DESCRIPTION OF THE TASK: From the entries below, transcribe exactly the lines between the line holding "() = terminate" and the line holding "fn build_cors_layer(config: &ServerConfig)", inclusive; skip all other lines.

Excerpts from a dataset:
* * *

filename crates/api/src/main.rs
use std::net::SocketAddr;
use std::sync::Arc;
use std::time::Duration;

use axum::http::header::CONTENT_TYPE;
use axum::http::{HeaderName, Method, StatusCode};
use axum::Router;
use tower_http::catch_panic::CatchPanicLayer;
use tower_http::cors::CorsLayer;
use tower_http::request_id::{MakeRequestUuid, PropagateRequestIdLayer, SetRequestIdLayer};
use tower_http::timeout::TimeoutLayer;
use tower_http::trace::{DefaultMakeSpan, DefaultOnResponse, TraceLayer};
use tracing::Level;
use tracing_subscriber::{layer::SubscriberExt, util::SubscriberInitExt};

use catalog_api::config::ServerConfig;
use catalog_api::state::AppState;
use catalog_api::{graphql, routes};
use catalog_rawg::{RawgClient, ReqwestFetch};

#[tokio::main]
async fn main() {
    dotenvy::dotenv().ok();

    // --- Tracing ---
    tracing_subscriber::registry()
        .with(
            tracing_subscriber::EnvFilter::try_from_default_env()
                .unwrap_or_else(|_| "catalog_api=debug,tower_http=debug".into()),
        )
        .with(tracing_subscriber::fmt::layer())
        .init();

    // --- Configuration ---
    let config = ServerConfig::from_env();
    tracing::info!(host = %config.host, port = %config.port, "Loaded server configuration");

    // --- RAWG client ---
    let client = Arc::new(RawgClient::new(
        Arc::new(ReqwestFetch::new()),
        config.rawg_base_url.clone(),
        config.rawg_api_key.clone(),
    ));
    tracing::info!(base_url = %config.rawg_base_url, "RAWG client created");

    // --- GraphQL schema ---
    let schema = graphql::build_schema(client);

    // --- CORS ---
    let cors = build_cors_layer(&config);

    // --- App state ---
    let state = AppState {
        schema,
        config: Arc::new(config.clone()),
    };

    // --- Request ID header name ---
    let request_id_header = HeaderName::from_static("x-request-id");

    // --- Router ---
    let app = Router::new()
        .merge(routes::health::router())
        .merge(graphql::router())
        // -- Middleware stack (applied bottom-up) --
        // Panic recovery: catch panics and return 500.
        .layer(CatchPanicLayer::new())
        // Request timeout.
        .layer(TimeoutLayer::with_status_code(
            StatusCode::REQUEST_TIMEOUT,
            Duration::from_secs(config.request_timeout_secs),
        ))
        // Propagate request ID to response.
        .layer(PropagateRequestIdLayer::new(request_id_header.clone()))
        // Structured request/response tracing.
        .layer(
            TraceLayer::new_for_http()
                .make_span_with(DefaultMakeSpan::new().level(Level::INFO))
                .on_response(DefaultOnResponse::new().level(Level::INFO)),
        )
        // Set request ID on incoming requests.
        .layer(SetRequestIdLayer::new(request_id_header, MakeRequestUuid))
        // CORS.
        .layer(cors)
        // Shared state.
        .with_state(state);

    // --- Start server ---
    let addr = SocketAddr::new(
        config.host.parse().expect("Invalid HOST address"),
        config.port,
    );
    tracing::info!(%addr, "Starting server");

    let listener = tokio::net::TcpListener::bind(addr)
        .await
        .expect("Failed to bind to address");

    axum::serve(listener, app)
        .with_graceful_shutdown(shutdown_signal())
        .await
        .expect("Server error");

    tracing::info!("Graceful shutdown complete");
}

/// Wait for a termination signal to initiate graceful shutdown.
///
/// Handles both SIGINT (Ctrl-C) and SIGTERM (on Unix) so the server
/// shuts down cleanly whether stopped interactively or by a process
/// manager (e.g. systemd, Docker, Kubernetes).
async fn shutdown_signal() {
    let ctrl_c = async {
        tokio::signal::ctrl_c()
            .await
            .expect("Failed to install Ctrl-C handler");
    };

    #[cfg(unix)]
    let terminate = async {
        tokio::signal::unix::signal(tokio::signal::unix::SignalKind::terminate())
            .expect("Failed to install SIGTERM handler")
            .recv()
            .await;
    };

    #[cfg(not(unix))]
    let terminate = std::future::pending::<()>();

    tokio::select! {
        () = ctrl_c => {
            tracing::info!("Received SIGINT (Ctrl-C), starting graceful shutdown");
        }
        () = terminate => {
            tracing::info!("Received SIGTERM, starting graceful shutdown");
        }
    }
}

/// Build the CORS middleware layer from server configuration.
///
/// Panics at startup if any configured origin is invalid, which is the
/// desired behaviour -- we want misconfiguration to fail fast.
fn build_cors_layer(config: &ServerConfig) -> CorsLayer {
    let origins: Vec<_> = config
        .cors_origins
        .iter()
        .map(|o| {
            o.parse()
                .unwrap_or_else(|e| panic!("Invalid CORS origin '{o}': {e}"))
        })
        .collect();

    CorsLayer::new()
        .allow_origin(origins)
        .allow_methods([Method::GET, Method::POST])
        .allow_headers([CONTENT_TYPE])
        .max_age(Duration::from_secs(3600))
}
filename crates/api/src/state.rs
use std::sync::Arc;

use crate::config::ServerConfig;
use crate::graphql::CatalogSchema;

/// Shared application state available to all Axum handlers via `State<AppState>`.
///
/// This is cheaply cloneable (the schema is internally reference-counted and
/// the config sits behind `Arc`).
#[derive(Clone)]
pub struct AppState {
    /// The executable GraphQL schema, with the RAWG client attached as data.
    pub schema: CatalogSchema,
    /// Server configuration.
    pub config: Arc<ServerConfig>,
}
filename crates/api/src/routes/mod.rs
pub mod health;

* * *

WRITTEN SOLUTION:
        () = terminate => {
            tracing::info!("Received SIGTERM, starting graceful shutdown");
        }
    }
}

/// Build the CORS middleware layer from server configuration.
///
/// Panics at startup if any configured origin is invalid, which is the
/// desired behaviour -- we want misconfiguration to fail fast.
fn build_cors_layer(config: &ServerConfig) -> CorsLayer {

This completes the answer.